-- Provided data --
== Segment start ==

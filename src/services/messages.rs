use std::sync::Arc;

use serde_json::json;
use tracing::debug;

use crate::db::models::*;
use crate::error::{Error, Result};
use crate::functions::{read_json, SEND_AUTO_REPLY};
use crate::platform::{
    decode_rows, decode_single, require_session, to_row, ChangeKind, ChannelSpec, Platform, Query,
    Session,
};
use crate::realtime::{self, Subscription};

pub const PAGE_SIZE: usize = 50;
const TITLE_CHARS: usize = 100;
const FALLBACK_TITLE: &str = "New task from message";

pub struct MessageService {
    platform: Arc<dyn Platform>,
}

impl MessageService {
    pub fn new(platform: Arc<dyn Platform>) -> Self {
        Self { platform }
    }

    fn session(&self) -> Result<Session> {
        require_session(&*self.platform)
    }

    /// One page counted back from the newest message, returned oldest first.
    pub async fn list(&self, conversation_id: &str, limit: usize, offset: usize) -> Result<Vec<Message>> {
        self.session()?;
        if limit == 0 {
            return Ok(Vec::new());
        }
        let query = Query::table(MESSAGES)
            .eq("conversation_id", conversation_id)
            .order("created_at", false)
            .range(offset, offset.saturating_add(limit - 1));
        let mut messages: Vec<Message> = decode_rows(self.platform.select(&query).await?)?;
        messages.reverse();
        Ok(messages)
    }

    pub async fn send(&self, conversation_id: &str, message: &NewMessage) -> Result<Message> {
        let session = self.session()?;
        let row = to_row(
            message,
            &[
                ("conversation_id", json!(conversation_id)),
                ("sender_id", json!(session.user_id)),
            ],
        )?;
        let rows = self.platform.insert(MESSAGES, vec![row]).await?;
        decode_single(rows, "inserted message")
    }

    pub async fn update(&self, message_id: &str, content: &str) -> Result<Message> {
        self.session()?;
        let rows = self
            .platform
            .update(
                &Query::table(MESSAGES).eq("id", message_id),
                json!({ "content": content }),
            )
            .await?;
        decode_single(rows, "message")
    }

    pub async fn delete(&self, message_id: &str) -> Result<()> {
        self.session()?;
        self.platform
            .delete(&Query::table(MESSAGES).eq("id", message_id))
            .await?;
        Ok(())
    }

    /// Text messages in the caller's conversations containing `text`,
    /// case-insensitively, newest first.
    pub async fn search(&self, text: &str) -> Result<Vec<Message>> {
        let session = self.session()?;
        let memberships: Vec<UserConversation> = decode_rows(
            self.platform
                .select(&Query::table(USER_CONVERSATIONS).eq("user_id", session.user_id.as_str()))
                .await?,
        )?;
        if memberships.is_empty() || text.trim().is_empty() {
            return Ok(Vec::new());
        }
        let ids: Vec<&str> = memberships.iter().map(|m| m.conversation_id.as_str()).collect();
        let query = Query::table(MESSAGES)
            .is_in("conversation_id", ids)
            .eq("message_type", "text")
            .contains("content", text.trim())
            .order("created_at", false)
            .limit(PAGE_SIZE);
        decode_rows(self.platform.select(&query).await?)
    }

    pub async fn convert_to_task(&self, message_id: &str) -> Result<Task> {
        let session = self.session()?;
        let rows = self
            .platform
            .select(&Query::table(MESSAGES).eq("id", message_id))
            .await?;
        let message: Message = decode_single(rows, "message")?;

        let title = message
            .content
            .as_deref()
            .filter(|content| !content.is_empty())
            .map(|content| content.chars().take(TITLE_CHARS).collect::<String>())
            .unwrap_or_else(|| FALLBACK_TITLE.to_string());
        let task = NewTask {
            title,
            description: message.content.clone(),
            priority: Priority::Medium,
            created_from_message_id: Some(message.id.clone()),
            ..NewTask::default()
        };
        let rows = self
            .platform
            .insert(TASKS, vec![to_row(&task, &[("user_id", json!(session.user_id))])?])
            .await?;
        debug!(message_id, "converted message to task");
        decode_single(rows, "inserted task")
    }

    /// Asks the backend to answer as the other participant.
    pub async fn request_auto_reply(&self, conversation_id: &str, text: &str) -> Result<Message> {
        self.session()?;
        let body = self
            .platform
            .invoke(
                SEND_AUTO_REPLY,
                json!({ "conversationId": conversation_id, "message": text }),
            )
            .await?;
        let mut response = read_json(body).await?;
        let message = response
            .get_mut("message")
            .map(serde_json::Value::take)
            .ok_or_else(|| Error::Function {
                status: 500,
                message: "auto reply returned no message".to_string(),
            })?;
        Ok(serde_json::from_value(message)?)
    }

    /// Delivers each message inserted into the conversation.
    pub async fn subscribe<F>(&self, conversation_id: &str, on_insert: F) -> Result<Subscription>
    where
        F: FnMut(Message) + Send + 'static,
    {
        let spec = ChannelSpec::new(format!("messages:{}", conversation_id), MESSAGES)
            .on(ChangeKind::Insert)
            .filter_eq("conversation_id", conversation_id);
        realtime::subscribe(&*self.platform, spec, realtime::rows(on_insert)).await
    }
}

/// Messages on screen, ordered by creation time. Local sends and realtime
/// echoes both go through [`MessageTimeline::upsert`], which keys on id, so
/// a sender never sees their own message twice.
#[derive(Debug, Clone, Default)]
pub struct MessageTimeline {
    messages: Vec<Message>,
}

impl MessageTimeline {
    pub fn new(mut messages: Vec<Message>) -> Self {
        messages.sort_by(|a, b| a.created_at.cmp(&b.created_at));
        Self { messages }
    }

    pub fn messages(&self) -> &[Message] {
        &self.messages
    }

    pub fn len(&self) -> usize {
        self.messages.len()
    }

    pub fn is_empty(&self) -> bool {
        self.messages.is_empty()
    }

    /// Returns false when the message was already present and got replaced.
    pub fn upsert(&mut self, message: Message) -> bool {
        if let Some(existing) = self.messages.iter_mut().find(|m| m.id == message.id) {
            *existing = message;
            return false;
        }
        let at = self
            .messages
            .partition_point(|m| m.created_at <= message.created_at);
        self.messages.insert(at, message);
        true
    }

    pub fn remove(&mut self, message_id: &str) -> Option<Message> {
        let at = self.messages.iter().position(|m| m.id == message_id)?;
        Some(self.messages.remove(at))
    }
}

== Segment end ==

-- Exercise description --
An exact copy of all the material is what is needed.

-- Expected answer --
filename src/services/messages.rs
use std::sync::Arc;

use serde_json::json;
use tracing::debug;

use crate::db::models::*;
use crate::error::{Error, Result};
use crate::functions::{read_json, SEND_AUTO_REPLY};
use crate::platform::{
    decode_rows, decode_single, require_session, to_row, ChangeKind, ChannelSpec, Platform, Query,
    Session,
};
use crate::realtime::{self, Subscription};

pub const PAGE_SIZE: usize = 50;
const TITLE_CHARS: usize = 100;
const FALLBACK_TITLE: &str = "New task from message";

pub struct MessageService {
    platform: Arc<dyn Platform>,
}

impl MessageService {
    pub fn new(platform: Arc<dyn Platform>) -> Self {
        Self { platform }
    }

    fn session(&self) -> Result<Session> {
        require_session(&*self.platform)
    }

    /// One page counted back from the newest message, returned oldest first.
    pub async fn list(&self, conversation_id: &str, limit: usize, offset: usize) -> Result<Vec<Message>> {
        self.session()?;
        if limit == 0 {
            return Ok(Vec::new());
        }
        let query = Query::table(MESSAGES)
            .eq("conversation_id", conversation_id)
            .order("created_at", false)
            .range(offset, offset.saturating_add(limit - 1));
        let mut messages: Vec<Message> = decode_rows(self.platform.select(&query).await?)?;
        messages.reverse();
        Ok(messages)
    }

    pub async fn send(&self, conversation_id: &str, message: &NewMessage) -> Result<Message> {
        let session = self.session()?;
        let row = to_row(
            message,
            &[
                ("conversation_id", json!(conversation_id)),
                ("sender_id", json!(session.user_id)),
            ],
        )?;
        let rows = self.platform.insert(MESSAGES, vec![row]).await?;
        decode_single(rows, "inserted message")
    }

    pub async fn update(&self, message_id: &str, content: &str) -> Result<Message> {
        self.session()?;
        let rows = self
            .platform
            .update(
                &Query::table(MESSAGES).eq("id", message_id),
                json!({ "content": content }),
            )
            .await?;
        decode_single(rows, "message")
    }

    pub async fn delete(&self, message_id: &str) -> Result<()> {
        self.session()?;
        self.platform
            .delete(&Query::table(MESSAGES).eq("id", message_id))
            .await?;
        Ok(())
    }

    /// Text messages in the caller's conversations containing `text`,
    /// case-insensitively, newest first.
    pub async fn search(&self, text: &str) -> Result<Vec<Message>> {
        let session = self.session()?;
        let memberships: Vec<UserConversation> = decode_rows(
            self.platform
                .select(&Query::table(USER_CONVERSATIONS).eq("user_id", session.user_id.as_str()))
                .await?,
        )?;
        if memberships.is_empty() || text.trim().is_empty() {
            return Ok(Vec::new());
        }
        let ids: Vec<&str> = memberships.iter().map(|m| m.conversation_id.as_str()).collect();
        let query = Query::table(MESSAGES)
            .is_in("conversation_id", ids)
            .eq("message_type", "text")
            .contains("content", text.trim())
            .order("created_at", false)
            .limit(PAGE_SIZE);
        decode_rows(self.platform.select(&query).await?)
    }

    pub async fn convert_to_task(&self, message_id: &str) -> Result<Task> {
        let session = self.session()?;
        let rows = self
            .platform
            .select(&Query::table(MESSAGES).eq("id", message_id))
            .await?;
        let message: Message = decode_single(rows, "message")?;

        let title = message
            .content
            .as_deref()
            .filter(|content| !content.is_empty())
            .map(|content| content.chars().take(TITLE_CHARS).collect::<String>())
            .unwrap_or_else(|| FALLBACK_TITLE.to_string());
        let task = NewTask {
            title,
            description: message.content.clone(),
            priority: Priority::Medium,
            created_from_message_id: Some(message.id.clone()),
            ..NewTask::default()
        };
        let rows = self
            .platform
            .insert(TASKS, vec![to_row(&task, &[("user_id", json!(session.user_id))])?])
            .await?;
        debug!(message_id, "converted message to task");
        decode_single(rows, "inserted task")
    }

    /// Asks the backend to answer as the other participant.
    pub async fn request_auto_reply(&self, conversation_id: &str, text: &str) -> Result<Message> {
        self.session()?;
        let body = self
            .platform
            .invoke(
                SEND_AUTO_REPLY,
                json!({ "conversationId": conversation_id, "message": text }),
            )
            .await?;
        let mut response = read_json(body).await?;
        let message = response
            .get_mut("message")
            .map(serde_json::Value::take)
            .ok_or_else(|| Error::Function {
                status: 500,
                message: "auto reply returned no message".to_string(),
            })?;
        Ok(serde_json::from_value(message)?)
    }

    /// Delivers each message inserted into the conversation.
    pub async fn subscribe<F>(&self, conversation_id: &str, on_insert: F) -> Result<Subscription>
    where
        F: FnMut(Message) + Send + 'static,
    {
        let spec = ChannelSpec::new(format!("messages:{}", conversation_id), MESSAGES)
            .on(ChangeKind::Insert)
            .filter_eq("conversation_id", conversation_id);
        realtime::subscribe(&*self.platform, spec, realtime::rows(on_insert)).await
    }
}

/// Messages on screen, ordered by creation time. Local sends and realtime
/// echoes both go through [`MessageTimeline::upsert`], which keys on id, so
/// a sender never sees their own message twice.
#[derive(Debug, Clone, Default)]
pub struct MessageTimeline {
    messages: Vec<Message>,
}

impl MessageTimeline {
    pub fn new(mut messages: Vec<Message>) -> Self {
        messages.sort_by(|a, b| a.created_at.cmp(&b.created_at));
        Self { messages }
    }

    pub fn messages(&self) -> &[Message] {
        &self.messages
    }

    pub fn len(&self) -> usize {
        self.messages.len()
    }

    pub fn is_empty(&self) -> bool {
        self.messages.is_empty()
    }

    /// Returns false when the message was already present and got replaced.
    pub fn upsert(&mut self, message: Message) -> bool {
        if let Some(existing) = self.messages.iter_mut().find(|m| m.id == message.id) {
            *existing = message;
            return false;
        }
        let at = self
            .messages
            .partition_point(|m| m.created_at <= message.created_at);
        self.messages.insert(at, message);
        true
    }

    pub fn remove(&mut self, message_id: &str) -> Option<Message> {
        let at = self.messages.iter().position(|m| m.id == message_id)?;
        Some(self.messages.remove(at))
    }
}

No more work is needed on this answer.